Medical students’ ability to reflect was a significant, albeit weak, predictor of the quality of their case solving after allowing for the effects of knowledge and consultation skills. That is in line with findings of Sobral [
21] demonstrating a significant but weak correlation (r

=

0.21, p

=

0.003) between undergraduate medical students’ scores on a reflection-in-learning scale and academic achievement. He explained this relationship by the underlying metacognitive skills of reflection, which also affect academic achievement through learning. A similar explanation can also be applied to the present study. Reflection includes the ability to relive an experience, analyze it critically, and come up with conclusions after careful exploration of alternatives [
13,
16,
33]. Using such skills might have helped students with high reflection scores to understand the case content more profoundly and to give more carefully considered answers, which resulted in higher case solving scores.
Our results demonstrate that case solving both triggers and is affected by reflection. This relationship, however, is not as circular as it might appear. At its heart lies a distinction between the content and process of reflection. Whereas the content of reflection is context specific and influenced by its triggering experience and learners’ unique frame of reference, the process of reflection has a more generic character [
34,
35]. In the present study, case solving as a triggering experience is related to the content of reflection.
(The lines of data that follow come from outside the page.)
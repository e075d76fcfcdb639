use common::{
    chart::{axis_label, format_series},
    filter::{filter_coins, FilterCriteria},
    models::{ChartPoint, ChartRange, CoinDetail, CoinSummary},
    Error, Result,
};
use connectors::MarketDataSource;
use serde::Serialize;
use std::collections::HashSet;
use std::sync::Arc;
use store::WatchlistStore;
use tokio::sync::watch;
use tracing::{debug, error, info};

use crate::screen::{Screen, ViewState};

/// Page the watchlist view is resolved against
const WATCHLIST_PAGE: u32 = 1;

/// Market page as fetched, before any filtering
#[derive(Debug, Clone)]
pub struct MarketSnapshot {
    pub page: u32,
    pub coins: Vec<CoinSummary>,
}

#[derive(Debug, Clone)]
pub struct ChartSeries {
    pub id: String,
    pub range: ChartRange,
    pub points: Vec<ChartPoint>,
}

#[derive(Debug, Clone, Serialize, PartialEq)]
pub struct MarketRow {
    #[serde(flatten)]
    pub coin: CoinSummary,
    pub watched: bool,
}

#[derive(Debug, Clone, Serialize, PartialEq)]
pub struct MarketPageView {
    pub page: u32,
    pub previous_page: u32,
    /// None on the last representable page
    pub next_page: Option<u32>,
    /// Rows on the page before filtering
    pub total: usize,
    pub coins: Vec<MarketRow>,
}

#[derive(Debug, Clone, Serialize, PartialEq)]
pub struct CoinView {
    #[serde(flatten)]
    pub coin: CoinDetail,
    pub display_symbol: String,
    pub rank_label: Option<String>,
    pub watched: bool,
}

#[derive(Debug, Clone, Serialize, PartialEq)]
pub struct ChartPointView {
    pub time: String,
    pub label: Option<String>,
    pub price: f64,
}

#[derive(Debug, Clone, Serialize, PartialEq)]
pub struct ChartView {
    pub id: String,
    pub days: ChartRange,
    pub range_label: &'static str,
    pub points: Vec<ChartPointView>,
}

#[derive(Debug, Clone, Serialize, PartialEq)]
pub struct WatchlistView {
    pub ids: Vec<String>,
    pub coins: Vec<CoinSummary>,
    pub empty: bool,
}

#[derive(Debug, Clone, Serialize, PartialEq)]
pub struct ToggleView {
    pub id: String,
    pub watched: bool,
    pub ids: Vec<String>,
}

/// Dashboard backend: one screen per view, all sharing the same watchlist
pub struct DashboardService {
    source: Arc<dyn MarketDataSource>,
    watchlist: Arc<WatchlistStore>,
    market_screen: Screen<MarketSnapshot>,
    coin_screen: Screen<CoinDetail>,
    chart_screen: Screen<ChartSeries>,
    watchlist_screen: Screen<Vec<CoinSummary>>,
}

impl DashboardService {
    pub fn new(source: Arc<dyn MarketDataSource>, watchlist: Arc<WatchlistStore>) -> Self {
        Self {
            source,
            watchlist,
            market_screen: Screen::new("market list"),
            coin_screen: Screen::new("coin detail"),
            chart_screen: Screen::new("price chart"),
            watchlist_screen: Screen::new("watchlist"),
        }
    }

    /// Fetch a market page and return its filtered rows
    pub async fn load_markets(
        &self,
        page: u32,
        criteria: &FilterCriteria,
    ) -> Result<ViewState<MarketPageView>> {
        if page == 0 {
            return Err(Error::ParseError("Page numbers start at 1".to_string()));
        }

        let ticket = self.market_screen.begin().await;
        debug!("Loading market page {}", page);

        let result = self
            .source
            .fetch_markets(page)
            .await
            .map(|coins| MarketSnapshot { page, coins });
        if let Err(e) = &result {
            error!("Failed to load market page {}: {}", page, e);
        }

        let state = self
            .market_screen
            .settle(ticket, result, |snapshot| snapshot.page == page)
            .await;
        Ok(self.page_view(state, criteria).await)
    }

    /// Re-derive the visible market rows from the current screen state
    pub async fn market_view(&self, criteria: &FilterCriteria) -> ViewState<MarketPageView> {
        let state = self.market_screen.snapshot().await;
        self.page_view(state, criteria).await
    }

    async fn page_view(
        &self,
        state: ViewState<MarketSnapshot>,
        criteria: &FilterCriteria,
    ) -> ViewState<MarketPageView> {
        let watched: HashSet<String> = self.watchlist.list().await.into_iter().collect();

        state.map(|snapshot| {
            let coins = filter_coins(&snapshot.coins, criteria)
                .into_iter()
                .map(|coin| MarketRow {
                    watched: watched.contains(&coin.id),
                    coin,
                })
                .collect();

            MarketPageView {
                page: snapshot.page,
                previous_page: snapshot.page.saturating_sub(1).max(1),
                next_page: snapshot.page.checked_add(1),
                total: snapshot.coins.len(),
                coins,
            }
        })
    }

    pub async fn load_coin(&self, id: &str) -> ViewState<CoinView> {
        let ticket = self.coin_screen.begin().await;
        debug!("Loading coin detail for {}", id);

        let result = self.source.fetch_coin(id).await;
        if let Err(e) = &result {
            error!("Failed to load coin {}: {}", id, e);
        }

        let state = self
            .coin_screen
            .settle(ticket, result, |coin| coin.id == id)
            .await;
        let watched = self.watchlist.contains(id).await;

        state.map(|coin| CoinView {
            display_symbol: coin.display_symbol(),
            rank_label: coin.rank_label(),
            watched,
            coin,
        })
    }

    /// Every range switch issues a fresh request
    pub async fn load_chart(&self, id: &str, range: ChartRange) -> ViewState<ChartView> {
        let ticket = self.chart_screen.begin().await;
        debug!("Loading {} chart for {}", range.label(), id);

        let result = self
            .source
            .fetch_chart(id, range)
            .await
            .map(|points| ChartSeries {
                id: id.to_string(),
                range,
                points: format_series(&points),
            });
        if let Err(e) = &result {
            error!("Failed to load chart for {}: {}", id, e);
        }

        let state = self
            .chart_screen
            .settle(ticket, result, |series| series.id == id && series.range == range)
            .await;

        state.map(|series| ChartView {
            id: series.id,
            days: series.range,
            range_label: series.range.label(),
            points: series
                .points
                .into_iter()
                .map(|point| ChartPointView {
                    label: axis_label(&point.time),
                    time: point.time,
                    price: point.price,
                })
                .collect(),
        })
    }

    /// Watched coins found on the first market page, in market order
    pub async fn load_watchlist(&self) -> ViewState<WatchlistView> {
        let ticket = self.watchlist_screen.begin().await;

        let ids = self.watchlist.list().await;
        let result = self
            .source
            .fetch_markets(WATCHLIST_PAGE)
            .await
            .map(|coins| {
                coins
                    .into_iter()
                    .filter(|coin| ids.contains(&coin.id))
                    .collect::<Vec<_>>()
            });
        if let Err(e) = &result {
            error!("Failed to load watchlist coins: {}", e);
        }

        // every load resolves the same page, a newer result is as good as ours
        let state = self.watchlist_screen.settle(ticket, result, |_| true).await;

        let ids = self.watchlist.list().await;
        state.map(|coins| {
            // drop rows toggled off while the page was loading
            let coins: Vec<CoinSummary> =
                coins.into_iter().filter(|coin| ids.contains(&coin.id)).collect();
            WatchlistView {
                empty: ids.is_empty() || coins.is_empty(),
                ids,
                coins,
            }
        })
    }

    pub async fn watched_ids(&self) -> Vec<String> {
        self.watchlist.list().await
    }

    pub async fn toggle_watch(&self, id: &str) -> Result<ToggleView> {
        if id.trim().is_empty() {
            return Err(Error::ParseError("Coin id must not be empty".to_string()));
        }

        let ids = self.watchlist.toggle(id).await?;
        let watched = ids.iter().any(|watched| watched == id);
        info!(
            "{} {} watchlist",
            id,
            if watched { "added to" } else { "removed from" }
        );

        Ok(ToggleView {
            id: id.to_string(),
            watched,
            ids,
        })
    }

    pub fn subscribe_watchlist(&self) -> watch::Receiver<Vec<String>> {
        self.watchlist.subscribe()
    }
}
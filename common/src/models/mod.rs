mod coin;
mod price;

pub use coin::{CoinDetail, CoinImage, CoinSummary, MarketData, UsdAmount};
pub use price::{ChartPoint, ChartRange, PricePoint};
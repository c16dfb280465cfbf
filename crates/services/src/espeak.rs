use std::process::{Command, Stdio};

use anyhow::{Context, Result};
use tracing::debug;

use lobber_tutor::speech::{SpeechSynthesizer, Utterance, Voice};

pub const DEFAULT_PROGRAM: &str = "espeak-ng";
/// espeak's default speaking rate, in words per minute.
const BASE_WORDS_PER_MINUTE: f32 = 175.0;
const BASE_PITCH: f32 = 50.0;

/// Speech through the `espeak-ng` command line tool.
pub struct EspeakSpeech {
    program: String,
}

impl EspeakSpeech {
    pub fn new(program: impl Into<String>) -> Self {
        Self {
            program: program.into(),
        }
    }

    pub fn program(&self) -> &str {
        &self.program
    }
}

impl Default for EspeakSpeech {
    fn default() -> Self {
        Self::new(DEFAULT_PROGRAM)
    }
}

impl SpeechSynthesizer for EspeakSpeech {
    fn voices(&self) -> Vec<Voice> {
        let output = match Command::new(&self.program).arg("--voices").output() {
            Ok(output) if output.status.success() => output,
            Ok(output) => {
                debug!(program = %self.program, status = %output.status, "voice listing failed");
                return Vec::new();
            }
            Err(err) => {
                debug!(program = %self.program, error = %err, "speech engine unavailable");
                return Vec::new();
            }
        };
        parse_voices(&String::from_utf8_lossy(&output.stdout))
    }

    /// Spawns the engine and returns without waiting for playback.
    fn speak(&self, utterance: Utterance) -> Result<()> {
        tokio::process::Command::new(&self.program)
            .args(speak_args(&utterance))
            .stdin(Stdio::null())
            .stdout(Stdio::null())
            .stderr(Stdio::null())
            .spawn()
            .with_context(|| format!("spawn {}", self.program))?;
        Ok(())
    }
}

fn speak_args(utterance: &Utterance) -> Vec<String> {
    let amplitude = (utterance.volume.clamp(0.0, 1.0) * 100.0).round() as u32;
    let words_per_minute = (utterance.rate * BASE_WORDS_PER_MINUTE).round() as u32;
    let pitch = (utterance.pitch * BASE_PITCH).round().clamp(0.0, 99.0) as u32;
    let mut args = vec![
        "-a".to_string(),
        amplitude.to_string(),
        "-s".to_string(),
        words_per_minute.to_string(),
        "-p".to_string(),
        pitch.to_string(),
    ];
    if let Some(voice) = &utterance.voice {
        args.push("-v".to_string());
        args.push(voice.id().to_string());
    }
    args.push("--".to_string());
    args.push(utterance.text.clone());
    args
}

/// Parses the `--voices` table: `Pty Language Age/Gender VoiceName File Other`.
fn parse_voices(listing: &str) -> Vec<Voice> {
    listing
        .lines()
        .filter(|line| !line.trim_start().starts_with("Pty"))
        .filter_map(|line| {
            let mut columns = line.split_whitespace();
            let language = columns.nth(1)?;
            let name = columns.nth(1)?;
            Some(Voice::new(language).with_label(name.replace('_', " ")))
        })
        .collect()
}
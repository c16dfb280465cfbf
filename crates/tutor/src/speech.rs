use anyhow::Result;
use serde::{Deserialize, Serialize};

use lobber_domain::VoiceId;

pub const UTTERANCE_PITCH: f32 = 1.0;
pub const UTTERANCE_RATE: f32 = 0.9;

#[derive(Debug, Clone, Serialize, Deserialize, PartialEq, Eq)]
pub struct Voice {
    pub id: VoiceId,
    /// Human-readable name, when the synthesizer reports one.
    pub label: Option<String>,
}

impl Voice {
    pub fn new(id: impl Into<String>) -> Self {
        Self {
            id: VoiceId::new(id),
            label: None,
        }
    }

    pub fn with_label(mut self, label: impl Into<String>) -> Self {
        self.label = Some(label.into());
        self
    }
}

#[derive(Debug, Clone, PartialEq)]
pub struct Utterance {
    pub text: String,
    pub pitch: f32,
    pub rate: f32,
    pub volume: f32,
    /// `None` leaves the choice to the synthesizer's default voice.
    pub voice: Option<VoiceId>,
}

impl Utterance {
    pub fn new(text: impl Into<String>, volume: f32, voice: Option<VoiceId>) -> Self {
        Self {
            text: text.into(),
            pitch: UTTERANCE_PITCH,
            rate: UTTERANCE_RATE,
            volume,
            voice,
        }
    }
}

/// Text-to-speech provided by the platform. `speak` must not block on playback.
pub trait SpeechSynthesizer: Send + Sync {
    /// Voices available right now; the list may change between calls.
    fn voices(&self) -> Vec<Voice>;
    fn speak(&self, utterance: Utterance) -> Result<()>;
}

/// A synthesizer with no voices that never produces sound.
pub struct SilentSpeech;

impl SpeechSynthesizer for SilentSpeech {
    fn voices(&self) -> Vec<Voice> {
        Vec::new()
    }

    fn speak(&self, _utterance: Utterance) -> Result<()> {
        Ok(())
    }
}

/// Picks the voice for an utterance.
///
/// Nothing stored selects the first available voice. A stored voice that is
/// no longer installed yields `None` so the synthesizer falls back to its
/// default.
pub fn resolve_voice(stored: Option<&VoiceId>, available: &[Voice]) -> Option<VoiceId> {
    match stored {
        None => available.first().map(|voice| voice.id.clone()),
        Some(id) => available
            .iter()
            .find(|voice| &voice.id == id)
            .map(|voice| voice.id.clone()),
    }
}
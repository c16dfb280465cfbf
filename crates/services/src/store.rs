use std::collections::{BTreeMap, HashMap};
use std::path::{Path, PathBuf};

use thiserror::Error;
use tracing::{debug, warn};

use lobber_domain::DomainError;

#[derive(Debug, Error)]
pub enum StoreError {
    #[error("settings file error: {0}")]
    Io(#[from] std::io::Error),
    #[error("serialization error: {0}")]
    Serialization(#[from] serde_json::Error),
    #[error(transparent)]
    Invalid(#[from] DomainError),
    #[error("unknown setting: {0}")]
    UnknownKey(String),
}

/// Flat string key-value persistence. A missing key means "use the default".
pub trait KeyValueStore {
    fn get(&self, key: &str) -> Option<String>;
    fn set(&mut self, key: &str, value: &str) -> Result<(), StoreError>;
    fn remove(&mut self, key: &str) -> Result<(), StoreError>;
}

#[derive(Debug, Clone, Default)]
pub struct MemoryStore {
    values: HashMap<String, String>,
}

impl MemoryStore {
    pub fn new() -> Self {
        Self::default()
    }
}

impl KeyValueStore for MemoryStore {
    fn get(&self, key: &str) -> Option<String> {
        self.values.get(key).cloned()
    }

    fn set(&mut self, key: &str, value: &str) -> Result<(), StoreError> {
        self.values.insert(key.to_string(), value.to_string());
        Ok(())
    }

    fn remove(&mut self, key: &str) -> Result<(), StoreError> {
        self.values.remove(key);
        Ok(())
    }
}

/// A JSON object of string values, rewritten on every change.
#[derive(Debug, Clone)]
pub struct JsonFileStore {
    path: PathBuf,
    values: BTreeMap<String, String>,
}

impl JsonFileStore {
    /// Opens `path`. A missing file is an empty store; so is a corrupt or
    /// unreadable one, after a warning. Later writes report their own errors.
    pub fn open(path: impl Into<PathBuf>) -> Self {
        let path = path.into();
        let values = match std::fs::read_to_string(&path) {
            Ok(text) => serde_json::from_str(&text).unwrap_or_else(|err| {
                warn!(path = %path.display(), error = %err, "ignoring corrupt settings file");
                BTreeMap::new()
            }),
            Err(err) if err.kind() == std::io::ErrorKind::NotFound => {
                debug!(path = %path.display(), "no settings file yet");
                BTreeMap::new()
            }
            Err(err) => {
                warn!(path = %path.display(), error = %err, "cannot read settings file, using defaults");
                BTreeMap::new()
            }
        };
        Self { path, values }
    }

    pub fn path(&self) -> &Path {
        &self.path
    }

    fn save(&self) -> Result<(), StoreError> {
        if let Some(dir) = self.path.parent() {
            std::fs::create_dir_all(dir)?;
        }
        let json = serde_json::to_string_pretty(&self.values)?;
        std::fs::write(&self.path, json)?;
        Ok(())
    }
}

impl KeyValueStore for JsonFileStore {
    fn get(&self, key: &str) -> Option<String> {
        self.values.get(key).cloned()
    }

    fn set(&mut self, key: &str, value: &str) -> Result<(), StoreError> {
        self.values.insert(key.to_string(), value.to_string());
        self.save()
    }

    fn remove(&mut self, key: &str) -> Result<(), StoreError> {
        if self.values.remove(key).is_some() {
            self.save()?;
        }
        Ok(())
    }
}

/// Default location of the settings file.
pub fn settings_path() -> Option<PathBuf> {
    let base = dirs::config_dir()?;
    Some(base.join("lobber").join("settings.json"))
}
The effect of reflection on case-solving that we found, however, refers to the process of reflection, which is driven by more generic reflective skills.
Focus on those generic skills makes it possible to assess reflections while recognizing the uniqueness of both a learner’s frame of reference and the context in which their reflection was initiated [
4]. It also provides a counter-argument to the argument that our results can be accounted for by having measured reflection skills and the quality of case-solving in the same context whilst knowledge and consultation skills were assessed in a different context. The focus on process skills made the influence of context less important.
Although the predictive effect of reflection, knowledge and consultation skills on the quality of case solving was statistically significant, the model only explained 10

% of the total variance. From previous studies we would have expect the levels of knowledge and consultation skills to account for more variance than was demonstrated here [
22,
23]. First, this inconsistency with earlier studies may be explained by the different methods used to assess case solving. As opposed to answering questions in video-cases, other studies used objective structured clinical examinations (OSCE) derived formats as clinical performance examinations (CPX) and Integrated Structured Clinical Exams (ISCE). These methods required practical knowledge and executive skills and are called performance assessment in vitro whereas video-based approach in the present study exampled a clinical context based test where students had to demonstrate theoretical knowledge by means of writing skills [
36]. Second, the specific indicators of knowledge and consultation skills may have contributed to the modest explained total variance of our model. The Dutch inter-university progress test is designed to test a greater breadth of knowledge than was needed to solve the questions in the video-cases [
24]. The scores students received in the course ‘clinical, technical and communicative skills’, used as variable for consultation skills, also included competence in radiology and pharmacology next to consultation and communication skills. Whilst these broader aspects of competence were not included in previous studies, they were clearly relevant to the diagnostic and treatment planning aspects of the video-cases.
The modest total of variance explained by our regression model suggests the set of three predictors in the model was incomplete. Factors such as case difficulty, the time of testing, and test environment were similar for all students; personal factors, however, could make cases more or less difficult for individual students and contribute to variance in the scores. Desmedt [
37] identified motivation, beliefs, and self-efficacy as relevant factors, alongside gender, personality, intelligence and learning style. Future research could address limitations of the current study by developing a more comprehensive model to describe case-solving. It could also test the generalizability of our findings to a workplace context and from case scores to clinical practice.